Below are the entries. Transcribe exactly the lines from the one with "repository 13a3f40f97da3978" through the one with "pub fn shared_method_tables()", ends included, and leave out all others.

(Saved entries)
┄┄┄┄┄┄

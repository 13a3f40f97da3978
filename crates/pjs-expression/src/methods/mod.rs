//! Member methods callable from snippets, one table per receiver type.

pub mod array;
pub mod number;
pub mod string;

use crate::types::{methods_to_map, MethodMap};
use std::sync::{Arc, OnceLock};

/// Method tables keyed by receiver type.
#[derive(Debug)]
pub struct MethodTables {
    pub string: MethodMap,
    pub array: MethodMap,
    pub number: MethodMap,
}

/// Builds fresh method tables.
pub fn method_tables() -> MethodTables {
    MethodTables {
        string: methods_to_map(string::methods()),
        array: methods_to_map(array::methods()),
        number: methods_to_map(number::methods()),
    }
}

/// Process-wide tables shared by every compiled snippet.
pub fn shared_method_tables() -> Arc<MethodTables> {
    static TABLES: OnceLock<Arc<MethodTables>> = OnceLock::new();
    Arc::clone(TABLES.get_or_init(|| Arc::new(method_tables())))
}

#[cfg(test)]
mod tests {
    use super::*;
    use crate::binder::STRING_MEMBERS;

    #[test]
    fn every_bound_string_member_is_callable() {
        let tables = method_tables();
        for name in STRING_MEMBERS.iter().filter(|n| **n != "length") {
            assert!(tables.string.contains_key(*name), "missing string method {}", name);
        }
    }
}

┄┄┄┄┄┄

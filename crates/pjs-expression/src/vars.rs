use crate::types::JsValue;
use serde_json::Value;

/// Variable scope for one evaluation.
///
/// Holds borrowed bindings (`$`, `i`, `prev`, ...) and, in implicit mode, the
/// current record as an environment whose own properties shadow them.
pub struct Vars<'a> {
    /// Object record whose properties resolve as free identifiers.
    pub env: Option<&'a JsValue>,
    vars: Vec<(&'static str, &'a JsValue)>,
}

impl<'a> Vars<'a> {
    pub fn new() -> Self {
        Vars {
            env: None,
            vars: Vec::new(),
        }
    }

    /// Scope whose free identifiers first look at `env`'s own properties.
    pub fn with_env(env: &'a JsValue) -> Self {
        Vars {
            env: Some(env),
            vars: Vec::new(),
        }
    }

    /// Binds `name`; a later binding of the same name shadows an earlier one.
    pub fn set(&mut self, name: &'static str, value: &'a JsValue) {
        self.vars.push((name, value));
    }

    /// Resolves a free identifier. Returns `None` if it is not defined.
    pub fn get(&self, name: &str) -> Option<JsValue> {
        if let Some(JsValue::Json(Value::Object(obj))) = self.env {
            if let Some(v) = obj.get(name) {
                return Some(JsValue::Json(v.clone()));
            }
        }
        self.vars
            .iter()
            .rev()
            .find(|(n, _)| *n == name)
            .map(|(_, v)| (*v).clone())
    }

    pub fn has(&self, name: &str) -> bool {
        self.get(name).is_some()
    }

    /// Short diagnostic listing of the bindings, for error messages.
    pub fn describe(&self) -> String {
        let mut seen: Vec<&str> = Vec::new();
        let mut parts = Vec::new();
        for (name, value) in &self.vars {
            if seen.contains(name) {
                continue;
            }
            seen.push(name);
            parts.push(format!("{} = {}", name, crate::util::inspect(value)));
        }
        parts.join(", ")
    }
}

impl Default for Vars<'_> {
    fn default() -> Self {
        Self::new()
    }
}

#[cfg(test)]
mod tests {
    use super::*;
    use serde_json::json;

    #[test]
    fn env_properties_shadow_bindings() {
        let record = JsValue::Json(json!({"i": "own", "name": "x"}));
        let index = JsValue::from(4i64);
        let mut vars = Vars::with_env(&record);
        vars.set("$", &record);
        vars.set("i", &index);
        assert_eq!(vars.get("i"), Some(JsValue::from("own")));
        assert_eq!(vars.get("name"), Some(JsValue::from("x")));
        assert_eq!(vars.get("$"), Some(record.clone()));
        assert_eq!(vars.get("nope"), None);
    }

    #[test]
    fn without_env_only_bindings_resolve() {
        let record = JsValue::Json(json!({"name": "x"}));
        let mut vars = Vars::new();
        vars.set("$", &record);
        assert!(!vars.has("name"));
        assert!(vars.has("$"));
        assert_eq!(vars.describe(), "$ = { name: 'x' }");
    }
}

┄┄┄┄┄┄

- [Written response]:
repository 13a3f40f97da3978
filename crates/pjs-expression/src/methods/mod.rs
//! Member methods callable from snippets, one table per receiver type.

pub mod array;
pub mod number;
pub mod string;

use crate::types::{methods_to_map, MethodMap};
use std::sync::{Arc, OnceLock};

/// Method tables keyed by receiver type.
#[derive(Debug)]
pub struct MethodTables {
    pub string: MethodMap,
    pub array: MethodMap,
    pub number: MethodMap,
}

/// Builds fresh method tables.
pub fn method_tables() -> MethodTables {
    MethodTables {
        string: methods_to_map(string::methods()),
        array: methods_to_map(array::methods()),
        number: methods_to_map(number::methods()),
    }
}

/// Process-wide tables shared by every compiled snippet.
pub fn shared_method_tables() -> Arc<MethodTables> {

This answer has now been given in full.